Directions for this task - Search the data below for the string "panic". Extract every line that contains it.

Dataset extract -
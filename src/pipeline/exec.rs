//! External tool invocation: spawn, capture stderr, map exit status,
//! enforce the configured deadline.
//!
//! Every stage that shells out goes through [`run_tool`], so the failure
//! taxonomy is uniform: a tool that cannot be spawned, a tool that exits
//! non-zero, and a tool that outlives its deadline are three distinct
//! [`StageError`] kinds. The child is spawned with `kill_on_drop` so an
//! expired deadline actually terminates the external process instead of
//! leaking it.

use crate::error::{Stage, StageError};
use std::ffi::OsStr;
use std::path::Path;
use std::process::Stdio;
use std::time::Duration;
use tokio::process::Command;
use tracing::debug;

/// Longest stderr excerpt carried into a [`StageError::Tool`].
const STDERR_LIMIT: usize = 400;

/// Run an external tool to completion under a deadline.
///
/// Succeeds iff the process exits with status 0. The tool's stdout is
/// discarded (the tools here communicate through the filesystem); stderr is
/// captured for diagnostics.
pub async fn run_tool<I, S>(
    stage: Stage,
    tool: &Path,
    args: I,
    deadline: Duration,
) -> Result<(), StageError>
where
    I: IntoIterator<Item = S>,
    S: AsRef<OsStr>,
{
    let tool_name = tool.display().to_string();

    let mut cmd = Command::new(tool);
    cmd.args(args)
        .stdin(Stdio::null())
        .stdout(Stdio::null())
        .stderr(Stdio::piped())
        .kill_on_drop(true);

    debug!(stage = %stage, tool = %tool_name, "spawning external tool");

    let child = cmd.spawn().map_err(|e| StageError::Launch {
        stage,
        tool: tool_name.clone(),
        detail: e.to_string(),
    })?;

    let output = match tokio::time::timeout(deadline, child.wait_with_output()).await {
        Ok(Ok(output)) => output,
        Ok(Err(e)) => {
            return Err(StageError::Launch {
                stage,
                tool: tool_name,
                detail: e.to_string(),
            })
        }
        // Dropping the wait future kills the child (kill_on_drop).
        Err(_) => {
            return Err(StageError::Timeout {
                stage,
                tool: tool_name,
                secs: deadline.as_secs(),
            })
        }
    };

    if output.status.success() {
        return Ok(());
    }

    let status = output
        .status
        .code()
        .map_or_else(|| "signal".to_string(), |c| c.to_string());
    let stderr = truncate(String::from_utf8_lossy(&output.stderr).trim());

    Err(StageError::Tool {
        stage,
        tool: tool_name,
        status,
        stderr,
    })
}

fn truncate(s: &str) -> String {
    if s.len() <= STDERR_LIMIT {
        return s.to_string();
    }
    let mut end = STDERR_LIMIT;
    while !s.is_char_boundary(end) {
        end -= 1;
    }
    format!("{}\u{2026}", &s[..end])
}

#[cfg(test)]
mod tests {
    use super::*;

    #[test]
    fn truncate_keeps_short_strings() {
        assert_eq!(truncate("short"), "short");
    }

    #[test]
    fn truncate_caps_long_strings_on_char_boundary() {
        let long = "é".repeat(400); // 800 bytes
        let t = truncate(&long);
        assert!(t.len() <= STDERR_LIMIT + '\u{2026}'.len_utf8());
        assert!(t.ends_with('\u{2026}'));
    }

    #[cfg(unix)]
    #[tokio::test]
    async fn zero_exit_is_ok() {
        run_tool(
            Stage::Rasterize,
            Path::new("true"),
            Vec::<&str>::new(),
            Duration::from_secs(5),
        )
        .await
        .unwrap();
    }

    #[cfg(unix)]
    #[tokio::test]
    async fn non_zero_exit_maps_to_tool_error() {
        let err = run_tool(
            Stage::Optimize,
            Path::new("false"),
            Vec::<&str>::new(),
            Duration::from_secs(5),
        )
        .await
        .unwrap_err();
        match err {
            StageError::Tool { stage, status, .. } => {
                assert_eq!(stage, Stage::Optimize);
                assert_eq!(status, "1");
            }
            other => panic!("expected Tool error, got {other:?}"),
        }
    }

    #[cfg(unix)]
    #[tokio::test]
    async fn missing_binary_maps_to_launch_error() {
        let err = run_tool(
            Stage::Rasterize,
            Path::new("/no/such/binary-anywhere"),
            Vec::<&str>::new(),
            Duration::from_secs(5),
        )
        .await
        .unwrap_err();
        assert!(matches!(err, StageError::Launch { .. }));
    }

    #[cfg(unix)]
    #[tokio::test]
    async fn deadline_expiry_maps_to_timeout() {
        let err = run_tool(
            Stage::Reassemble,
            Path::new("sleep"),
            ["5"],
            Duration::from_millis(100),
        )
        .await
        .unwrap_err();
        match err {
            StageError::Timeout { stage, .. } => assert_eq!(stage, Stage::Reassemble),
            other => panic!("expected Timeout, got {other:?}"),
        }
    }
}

Your solution -
            other => panic!("expected Tool error, got {other:?}"),
            other => panic!("expected Timeout, got {other:?}"),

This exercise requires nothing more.